産地情報 | 産地リポート
【平成24年11月2日掲載】
いよいよ、全国ののり産地で新のりの養殖が始まりました。前回は、新のり養殖準備中の産地の動きをお伝えしましたが、海にのり網を張り込み、新のりを漁場で育てる養殖作業が始まりました。
養殖を始める作業の方法は産地によって多少の違いはありますが、今回は、日本最大ののり産地、九州・有明海の養殖作業を追いかけました。その作業は10月16日早朝(午前6時)から始まりました。その準備は、前日の15日から始まります。
のり養殖は、水温・気象との戦い
今年も長い残暑が続きました。しかし、10月に入ると厳しい残暑と同時に急に秋めいた涼しい日が訪れるなど、気象の変化の激しさに体調管理が大変でした。気象の変化の激しさが及ぼす影響はのり漁家にとっても同様で、この時期は、大切なのり種を育てている培養槽の温度管理に神経を使う日々でした。

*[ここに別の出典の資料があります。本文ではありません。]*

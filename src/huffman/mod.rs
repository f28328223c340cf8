//! Huffman compression and decompression
//!
//! Stream layout: the serialized code tree, the input length as a
//! variable-width integer, then one codeword per input byte. Empty input
//! compresses to nothing.

mod code;
pub mod dot;

pub use code::{FrequencyTable, HuffmanCode, HuffmanNode, NodeId, NodeKind};

use tracing::debug;

use crate::config::{CompressionConfig, MAX_STREAM_LEN};
use crate::error::{CompressError, Result};
use crate::io::{BitReader, BitWriter};
use crate::Compressor;

/// Counts every byte from the reader's current position to its end.
pub fn count_frequencies<R: BitReader + ?Sized>(reader: &mut R) -> Result<FrequencyTable> {
    let mut counts = [0u64; 256];
    while let Some(byte) = reader.read_byte()? {
        counts[byte as usize] += 1;
    }
    Ok(counts
        .iter()
        .enumerate()
        .filter(|&(_, &count)| count > 0)
        .map(|(symbol, &count)| (symbol as u8, count))
        .collect())
}

#[derive(Debug, Clone, Default)]
pub struct HuffmanCompressor {
    config: CompressionConfig,
}

impl HuffmanCompressor {
    pub fn new(config: CompressionConfig) -> Result<Self> {
        config.validate()?;
        Ok(Self { config })
    }

    /// Scans the rest of `reader` and builds a code from the byte counts.
    pub fn calc_huffman_code<R: BitReader + ?Sized>(&self, reader: &mut R) -> Result<HuffmanCode> {
        let freqs = count_frequencies(reader)?;
        HuffmanCode::build(&freqs, self.config.queue_capacity)
    }
}

fn checked_length(length: u64) -> Result<u32> {
    match u32::try_from(length) {
        Ok(count) if length <= MAX_STREAM_LEN => Ok(count),
        _ => Err(CompressError::StreamTooLong {
            length,
            max: MAX_STREAM_LEN,
        }),
    }
}

impl Compressor for HuffmanCompressor {
    fn compress(&self, reader: &mut dyn BitReader, writer: &mut dyn BitWriter) -> Result<()> {
        let length = reader.length();
        if length == 0 {
            return Ok(());
        }
        let count = checked_length(length)?;

        let code = self.calc_huffman_code(reader)?;
        debug!(
            length,
            symbols = code.symbol_count(),
            nodes = code.node_count(),
            "built Huffman code"
        );
        code.write_header(writer)?;
        writer.write_int(count)?;

        reader.reset()?;
        for _ in 0..count {
            let byte = reader
                .read_byte()?
                .ok_or(CompressError::UnexpectedEof("input byte"))?;
            code.encode(byte, writer)?;
        }

        writer.flush()
    }

    fn expand(&self, reader: &mut dyn BitReader, writer: &mut dyn BitWriter) -> Result<()> {
        if reader.length() == 0 {
            return Ok(());
        }

        let code = HuffmanCode::read_header(reader)?;
        let count = reader.read_int()?;
        let limit = self.config.stream_limit();
        if u64::from(count) > limit {
            return Err(CompressError::invalid_format(format!(
                "stream claims {} symbols, more than the limit of {}",
                count, limit
            )));
        }
        debug!(symbols = code.symbol_count(), count, "read Huffman header");

        for _ in 0..count {
            let byte = code.decode(reader)?;
            writer.write_byte(byte)?;
        }

        writer.flush()
    }

    fn config(&self) -> &CompressionConfig {
        &self.config
    }
}
//! Array-backed binary min-heap.
//!
//! Ordering comes from the element type's `Ord` impl or from a comparator
//! fixed at construction. Positions are 1-based: the root lives at position 1
//! and the parent of position `i` is `i / 2`. When the backing storage is
//! full, capacity grows to `2 * capacity + 1`.

use std::cmp::Ordering;

use tracing::trace;

use crate::error::{CompressError, Result};

pub const DEFAULT_CAPACITY: usize = 11;

/// Comparator type used when ordering falls back to `Ord`.
pub type NaturalOrder<T> = fn(&T, &T) -> Ordering;

#[derive(Clone)]
pub struct PriorityQueue<T, F = NaturalOrder<T>> {
    items: Vec<T>,
    capacity: usize,
    compare: F,
}

impl<T: Ord> PriorityQueue<T> {
    pub fn new() -> Self {
        Self::build(DEFAULT_CAPACITY, <T as Ord>::cmp as NaturalOrder<T>)
    }

    /// Fails with `InvalidArgument` if `capacity` is zero.
    pub fn with_capacity(capacity: usize) -> Result<Self> {
        Self::with_capacity_and_comparator(capacity, <T as Ord>::cmp as NaturalOrder<T>)
    }
}

impl<T: Ord> Default for PriorityQueue<T> {
    fn default() -> Self {
        Self::new()
    }
}

impl<T, F> PriorityQueue<T, F>
where
    F: Fn(&T, &T) -> Ordering,
{
    pub fn with_comparator(compare: F) -> Self {
        Self::build(DEFAULT_CAPACITY, compare)
    }

    pub fn with_capacity_and_comparator(capacity: usize, compare: F) -> Result<Self> {
        if capacity == 0 {
            return Err(CompressError::invalid_argument(
                "priority queue capacity must be at least 1",
            ));
        }
        Ok(Self::build(capacity, compare))
    }

    /// Seeds a queue by offering every element of `iter` in turn.
    pub fn from_iter_with<I>(iter: I, compare: F) -> Self
    where
        I: IntoIterator<Item = T>,
    {
        let mut queue = Self::with_comparator(compare);
        queue.extend(iter);
        queue
    }

    fn build(capacity: usize, compare: F) -> Self {
        Self {
            items: Vec::with_capacity(capacity),
            capacity,
            compare,
        }
    }

    pub fn offer(&mut self, item: T) {
        if self.items.len() == self.capacity {
            self.grow();
        }
        self.items.push(item);
        self.sift_up(self.items.len());
    }

    /// Removes and returns the minimum element.
    pub fn poll(&mut self) -> Option<T> {
        let last = self.items.len().checked_sub(1)?;
        self.items.swap(0, last);
        let min = self.items.pop();
        if !self.items.is_empty() {
            self.sift_down(1);
        }
        min
    }

    pub fn peek(&self) -> Option<&T> {
        self.items.first()
    }

    pub fn len(&self) -> usize {
        self.items.len()
    }

    pub fn is_empty(&self) -> bool {
        self.items.is_empty()
    }

    pub fn capacity(&self) -> usize {
        self.capacity
    }

    pub fn comparator(&self) -> &F {
        &self.compare
    }

    /// Elements in heap storage order, not sorted order.
    pub fn iter(&self) -> std::slice::Iter<'_, T> {
        self.items.iter()
    }

    fn grow(&mut self) {
        let grown = self.capacity * 2 + 1;
        self.items.reserve_exact(grown - self.items.len());
        trace!(from = self.capacity, to = grown, "priority queue grown");
        self.capacity = grown;
    }

    fn at(&self, pos: usize) -> &T {
        &self.items[pos - 1]
    }

    /// Strict comparison between two 1-based positions.
    fn less(&self, a: usize, b: usize) -> bool {
        (self.compare)(self.at(a), self.at(b)) == Ordering::Less
    }

    fn sift_up(&mut self, mut pos: usize) {
        while pos > 1 {
            let parent = pos / 2;
            if !self.less(pos, parent) {
                break;
            }
            self.items.swap(pos - 1, parent - 1);
            pos = parent;
        }
    }

    fn sift_down(&mut self, mut pos: usize) {
        let len = self.items.len();
        loop {
            let left = pos * 2;
            if left > len {
                break;
            }
            let right = left + 1;
            let child = if right <= len && self.less(right, left) {
                right
            } else {
                left
            };
            if !self.less(child, pos) {
                break;
            }
            self.items.swap(pos - 1, child - 1);
            pos = child;
        }
    }
}

impl<T, F> Extend<T> for PriorityQueue<T, F>
where
    F: Fn(&T, &T) -> Ordering,
{
    fn extend<I: IntoIterator<Item = T>>(&mut self, iter: I) {
        for item in iter {
            self.offer(item);
        }
    }
}

impl<T: Ord> FromIterator<T> for PriorityQueue<T> {
    fn from_iter<I: IntoIterator<Item = T>>(iter: I) -> Self {
        Self::from_iter_with(iter, <T as Ord>::cmp as NaturalOrder<T>)
    }
}

impl<'a, T, F> IntoIterator for &'a PriorityQueue<T, F> {
    type Item = &'a T;
    type IntoIter = std::slice::Iter<'a, T>;

    fn into_iter(self) -> Self::IntoIter {
        self.items.iter()
    }
}

impl<T: std::fmt::Debug, F> std::fmt::Debug for PriorityQueue<T, F> {
    fn fmt(&self, f: &mut std::fmt::Formatter<'_>) -> std::fmt::Result {
        f.debug_struct("PriorityQueue")
            .field("items", &self.items)
            .field("capacity", &self.capacity)
            .finish()
    }
}

#[cfg(test)]
mod tests {
    use super::*;
    use rand::rngs::StdRng;
    use rand::{Rng, SeedableRng};
    use std::cmp::Reverse;
    use std::collections::BinaryHeap;

    fn assert_heap_ordered<T, F: Fn(&T, &T) -> Ordering>(queue: &PriorityQueue<T, F>) {
        for pos in 2..=queue.len() {
            assert!(!queue.less(pos, pos / 2), "heap order broken at {}", pos);
        }
    }

    #[test]
    fn test_peek() {
        let mut queue = PriorityQueue::new();
        queue.offer(5);
        queue.offer(1);
        assert_eq!(queue.peek(), Some(&1));
        assert_eq!(queue.len(), 2);
    }

    #[test]
    fn test_poll() {
        let mut queue = PriorityQueue::new();
        queue.offer(5);
        queue.offer(1);
        queue.offer(3);
        assert_eq!(queue.len(), 3);
        assert_eq!(queue.poll(), Some(1));
        assert_eq!(queue.len(), 2);
        assert_eq!(queue.poll(), Some(3));
        assert_eq!(queue.poll(), Some(5));
    }

    #[test]
    fn test_empty() {
        let mut queue: PriorityQueue<u32> = PriorityQueue::new();
        assert!(queue.is_empty());
        assert_eq!(queue.peek(), None);
        assert_eq!(queue.poll(), None);
    }

    #[test]
    fn test_zero_capacity_rejected() {
        let result = PriorityQueue::<u32>::with_capacity(0);
        assert!(matches!(result, Err(CompressError::InvalidArgument(_))));
    }

    #[test]
    fn test_growth() {
        let mut queue = PriorityQueue::with_capacity(1).unwrap();
        queue.offer("b");
        assert_eq!(queue.capacity(), 1);
        queue.offer("a");
        assert_eq!(queue.capacity(), 3);
        queue.offer("d");
        queue.offer("c");
        assert_eq!(queue.capacity(), 7);
        assert_eq!(queue.poll(), Some("a"));
        assert_eq!(queue.peek(), Some(&"b"));
    }

    #[test]
    fn test_comparator() {
        let mut queue = PriorityQueue::with_comparator(|a: &i32, b: &i32| b.cmp(a));
        queue.extend([3, 9, -2, 7]);
        assert_eq!(queue.poll(), Some(9));
        assert_eq!(queue.poll(), Some(7));
        assert_eq!(queue.comparator()(&1, &2), Ordering::Greater);
    }

    #[test]
    fn test_duplicates() {
        let mut queue: PriorityQueue<u8> = [4, 4, 1, 4, 1].into_iter().collect();
        let drained: Vec<u8> = std::iter::from_fn(|| queue.poll()).collect();
        assert_eq!(drained, vec![1, 1, 4, 4, 4]);
    }

    #[test]
    fn test_iter_yields_all_elements() {
        let queue: PriorityQueue<i32> = (0..20).rev().collect();
        let mut seen: Vec<i32> = queue.iter().copied().collect();
        seen.sort();
        assert_eq!(seen, (0..20).collect::<Vec<_>>());
        assert_eq!((&queue).into_iter().count(), 20);
    }

    #[test]
    fn test_reseed_from_queue_keeps_ordering() {
        let source = PriorityQueue::from_iter_with([1, 5, 3], |a: &i32, b: &i32| b.cmp(a));
        let mut copy =
            PriorityQueue::from_iter_with(source.iter().copied(), source.comparator().clone());
        assert_eq!(copy.poll(), Some(5));
    }

    #[test]
    fn test_stress_against_binary_heap() {
        let mut rng = StdRng::seed_from_u64(42);
        let mut reference = BinaryHeap::new();
        let mut queue = PriorityQueue::new();

        reference.push(Reverse(10));
        queue.offer(10);

        for _ in 0..10_000 {
            if rng.gen::<f32>() < 0.66 {
                let value = rng.gen_range(0..100);
                reference.push(Reverse(value));
                queue.offer(value);
            } else {
                assert_eq!(queue.poll(), reference.pop().map(|Reverse(v)| v));
            }

            assert_eq!(queue.len(), reference.len());
            assert_eq!(queue.peek(), reference.peek().map(|Reverse(v)| v));
            assert_heap_ordered(&queue);
        }

        let mut actual: Vec<i32> = queue.iter().copied().collect();
        let mut expected: Vec<i32> = reference.into_iter().map(|Reverse(v)| v).collect();
        actual.sort();
        expected.sort();
        assert_eq!(actual, expected);
    }
}
//! A `BitWriter` that renders what it is given as text, for eyeballing headers.

use std::io::Write;

use super::{check_bit_count, BitWriter};
use crate::error::Result;

const TOKENS_PER_LINE: usize = 16;

/// Prints bits as `0 `/`1 `, bytes as lowercase hex, sixteen tokens per line.
pub struct DebugWriter<W: Write> {
    out: W,
    tokens: usize,
}

impl<W: Write> DebugWriter<W> {
    pub fn new(out: W) -> Self {
        Self { out, tokens: 0 }
    }

    pub fn into_inner(self) -> W {
        self.out
    }

    fn token(&mut self, text: std::fmt::Arguments<'_>) -> Result<()> {
        write!(self.out, "{} ", text)?;
        self.tokens += 1;
        if self.tokens % TOKENS_PER_LINE == 0 {
            writeln!(self.out)?;
        }
        Ok(())
    }
}

impl<W: Write> BitWriter for DebugWriter<W> {
    fn write_bit(&mut self, bit: bool) -> Result<()> {
        self.token(format_args!("{}", u8::from(bit)))
    }

    fn write_bits(&mut self, value: u32, count: u32) -> Result<()> {
        check_bit_count(count)?;
        for shift in (0..count).rev() {
            self.write_bit((value >> shift) & 1 == 1)?;
        }
        Ok(())
    }

    fn write_byte(&mut self, byte: u8) -> Result<()> {
        self.token(format_args!("{:x}", byte))
    }

    fn write_int(&mut self, value: u32) -> Result<()> {
        writeln!(self.out)?;
        writeln!(self.out, "Int: {} = {:x}", value, value)?;
        Ok(())
    }

    fn flush(&mut self) -> Result<()> {
        writeln!(self.out)?;
        self.out.flush()?;
        Ok(())
    }
}

#[cfg(test)]
mod tests {
    use super::*;

    fn render(f: impl FnOnce(&mut DebugWriter<Vec<u8>>)) -> String {
        let mut writer = DebugWriter::new(Vec::new());
        f(&mut writer);
        String::from_utf8(writer.into_inner()).unwrap()
    }

    #[test]
    fn test_bits_and_bytes() {
        let text = render(|w| {
            w.write_bits(0b101, 3).unwrap();
            w.write_byte(0xa0).unwrap();
            w.flush().unwrap();
        });
        assert_eq!(text, "1 0 1 a0 \n");
    }

    #[test]
    fn test_line_wrap() {
        let text = render(|w| w.write_bits(0xffff, 16).unwrap());
        assert_eq!(text, format!("{}\n", "1 ".repeat(16)));
    }

    #[test]
    fn test_int() {
        let text = render(|w| w.write_int(255).unwrap());
        assert_eq!(text, "\nInt: 255 = ff\n");
    }
}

3月ないし4月頃にのり種をカキ殻に潜り込ませ、それから養殖開始までの間、漁協管理の大きな培養場では深い水槽に吊り下げ、漁家個人の培養室の場合は浅い水槽に並べ、のり種の生長を見守ります。のり種を生長させるためには、1ヵ月に一度トラックに水槽タンクを積んで海岸に出向き、海水を汲み上げて持ち帰り、水槽の海水を入れ替えなければなりません。また水温も28℃ないし30℃程度に保たれるよう、毎日観察し、管理しなければなりません。
のり種の培養は、のりの胞子(種子)をカキ殻に潜り込ませて育てます。カキ殻の中で生長しますが、その育ち方が真っ白なカキ殻の中を縦横に走るため、黒い線状の糸を引いたように見えますので、その状態を「糸状体(しじょうたい)」と呼んでいます。糸状に走りながらカキ殻全体を埋め尽くすようになり、白いカキ殻が黒くなります。こうなるとのり種も成熟して胞子を出す状態になりますが、のりが育ち易い水温(22~23℃程度)になるまでのり種が放出しないように管理します。そのため培養槽の水温や光線の当り具合を管理するのが大変です。
のりの成育に十分な水温にまで下がると、採苗(さいびょう)用(種付用)ののり網に取り付けたビニール袋成熟して黒くなったカキ殻を通常1個ずつ入れ、そののり網を海に張りこんで本格的な養殖作業に取り掛かります。今年は、有明海のほぼ全域で10月16日午前6時からその作業が始められました。
その前日は、採苗用ののり網に括り(くくり)付けられたビニール袋にカキ殻を入れる作業に、一日中追われます。近くの人にも手伝ってもらい、家族総出の作業になります。
有明海で使われているのり網は、幅1.8m、長さ18mです。また、福岡県有明海、佐賀県有明海は全て支柱式(しちゅうしき)ののり養殖漁場で、熊本は約40%が支柱式ののり漁場です。今回取り上げているのは、九州・有明海ののり養殖の状況なので、支柱式ののり漁場の作業を紹介することにします。
のり網は30枚重ね、一番下ののり網に付けビニール袋にカキ殻を入れます。のり網には1.8mのプラスチックの網を張る横棒を渡します(通称・伸子棒(しんしぼう))。その横棒はのり網1枚に約20本が括(くく)り付けられ、その横棒にカキ殻を入れるビニール袋が6枚ずつ括り付けらます。ビニール袋には、それぞれ種付のカキ殻が1枚づつ入れられます。
そのようにのり種が入ったカキ殻を入れ終わると、ビニール袋面を中にして丸めます。これをトラックに積み、河口の港に停泊しているのり船に運び入れて、翌日午前6時の出港を待つのです。